- Exercise details -
Where does the word "TrackerViewModel" appear in the data? Copy every line that holds it.

- Given information -

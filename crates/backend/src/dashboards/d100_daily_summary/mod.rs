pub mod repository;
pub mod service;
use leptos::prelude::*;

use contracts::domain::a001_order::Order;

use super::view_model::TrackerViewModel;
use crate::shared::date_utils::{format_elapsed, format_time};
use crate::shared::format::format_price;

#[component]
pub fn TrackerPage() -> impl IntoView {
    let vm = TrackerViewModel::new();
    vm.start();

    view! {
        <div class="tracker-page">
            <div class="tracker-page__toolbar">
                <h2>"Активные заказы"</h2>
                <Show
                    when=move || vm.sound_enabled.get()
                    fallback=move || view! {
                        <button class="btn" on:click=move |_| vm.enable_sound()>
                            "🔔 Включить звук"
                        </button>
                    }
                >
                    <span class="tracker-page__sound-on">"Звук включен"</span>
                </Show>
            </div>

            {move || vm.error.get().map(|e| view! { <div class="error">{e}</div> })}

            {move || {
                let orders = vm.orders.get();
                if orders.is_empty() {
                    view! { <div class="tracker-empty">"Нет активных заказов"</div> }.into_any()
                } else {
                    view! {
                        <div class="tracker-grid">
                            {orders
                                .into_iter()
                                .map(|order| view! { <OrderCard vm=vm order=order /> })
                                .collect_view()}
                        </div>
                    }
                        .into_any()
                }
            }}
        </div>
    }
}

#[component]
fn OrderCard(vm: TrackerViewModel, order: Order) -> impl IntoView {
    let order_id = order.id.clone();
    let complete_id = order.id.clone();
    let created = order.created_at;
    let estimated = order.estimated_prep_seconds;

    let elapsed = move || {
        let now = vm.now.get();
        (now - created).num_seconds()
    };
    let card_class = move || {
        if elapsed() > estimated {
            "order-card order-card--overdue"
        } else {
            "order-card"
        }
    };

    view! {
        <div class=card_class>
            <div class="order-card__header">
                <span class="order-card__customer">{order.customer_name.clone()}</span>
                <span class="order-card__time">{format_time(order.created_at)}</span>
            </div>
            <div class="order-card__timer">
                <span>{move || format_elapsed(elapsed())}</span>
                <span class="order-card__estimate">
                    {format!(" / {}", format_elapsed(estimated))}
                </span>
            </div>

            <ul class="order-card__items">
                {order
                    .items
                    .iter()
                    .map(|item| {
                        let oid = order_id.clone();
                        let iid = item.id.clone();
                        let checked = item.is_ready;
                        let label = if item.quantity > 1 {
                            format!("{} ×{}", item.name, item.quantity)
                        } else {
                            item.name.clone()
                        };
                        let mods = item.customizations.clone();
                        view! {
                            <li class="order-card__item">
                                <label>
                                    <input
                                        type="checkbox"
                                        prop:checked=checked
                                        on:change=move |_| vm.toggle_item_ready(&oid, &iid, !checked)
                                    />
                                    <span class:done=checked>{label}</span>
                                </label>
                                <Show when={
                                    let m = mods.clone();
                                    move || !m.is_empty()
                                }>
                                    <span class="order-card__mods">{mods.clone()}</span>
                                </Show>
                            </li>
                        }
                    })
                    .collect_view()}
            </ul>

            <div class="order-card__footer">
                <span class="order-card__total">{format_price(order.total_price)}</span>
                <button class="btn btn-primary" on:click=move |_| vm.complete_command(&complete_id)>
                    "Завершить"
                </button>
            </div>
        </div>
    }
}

==

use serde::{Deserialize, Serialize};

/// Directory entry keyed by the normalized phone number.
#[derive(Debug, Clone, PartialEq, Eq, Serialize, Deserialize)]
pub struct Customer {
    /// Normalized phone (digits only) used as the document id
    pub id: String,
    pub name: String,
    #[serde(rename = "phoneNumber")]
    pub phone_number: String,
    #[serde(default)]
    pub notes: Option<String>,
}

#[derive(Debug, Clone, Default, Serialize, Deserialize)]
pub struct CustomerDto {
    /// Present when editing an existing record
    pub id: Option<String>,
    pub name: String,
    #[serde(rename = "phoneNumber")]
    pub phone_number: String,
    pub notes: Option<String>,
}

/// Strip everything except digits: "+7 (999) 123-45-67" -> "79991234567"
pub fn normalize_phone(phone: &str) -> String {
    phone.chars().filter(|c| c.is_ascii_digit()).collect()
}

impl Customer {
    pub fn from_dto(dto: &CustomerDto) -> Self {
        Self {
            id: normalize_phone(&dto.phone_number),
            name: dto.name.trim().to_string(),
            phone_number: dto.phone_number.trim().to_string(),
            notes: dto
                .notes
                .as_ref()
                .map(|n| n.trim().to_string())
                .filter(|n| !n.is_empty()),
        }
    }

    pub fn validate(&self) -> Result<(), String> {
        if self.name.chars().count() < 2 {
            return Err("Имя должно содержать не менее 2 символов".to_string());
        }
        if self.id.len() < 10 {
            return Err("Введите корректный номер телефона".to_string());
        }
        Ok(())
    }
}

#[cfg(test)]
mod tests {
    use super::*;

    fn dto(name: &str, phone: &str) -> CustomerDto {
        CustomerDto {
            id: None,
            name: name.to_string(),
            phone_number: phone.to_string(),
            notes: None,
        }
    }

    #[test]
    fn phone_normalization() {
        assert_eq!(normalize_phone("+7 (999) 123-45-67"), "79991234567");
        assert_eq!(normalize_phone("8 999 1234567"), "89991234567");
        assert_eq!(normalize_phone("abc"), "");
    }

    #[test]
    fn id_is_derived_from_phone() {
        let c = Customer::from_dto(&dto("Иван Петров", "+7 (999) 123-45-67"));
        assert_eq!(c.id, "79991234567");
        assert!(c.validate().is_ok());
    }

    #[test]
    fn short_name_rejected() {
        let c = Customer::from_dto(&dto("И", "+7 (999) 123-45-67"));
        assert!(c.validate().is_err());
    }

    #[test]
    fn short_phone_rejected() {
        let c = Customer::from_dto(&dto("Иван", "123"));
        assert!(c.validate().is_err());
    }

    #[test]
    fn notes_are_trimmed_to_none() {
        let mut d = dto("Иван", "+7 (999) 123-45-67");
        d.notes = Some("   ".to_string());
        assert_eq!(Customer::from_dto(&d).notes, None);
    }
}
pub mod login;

- Written answer -
use super::view_model::TrackerViewModel;
    let vm = TrackerViewModel::new();
fn OrderCard(vm: TrackerViewModel, order: Order) -> impl IntoView {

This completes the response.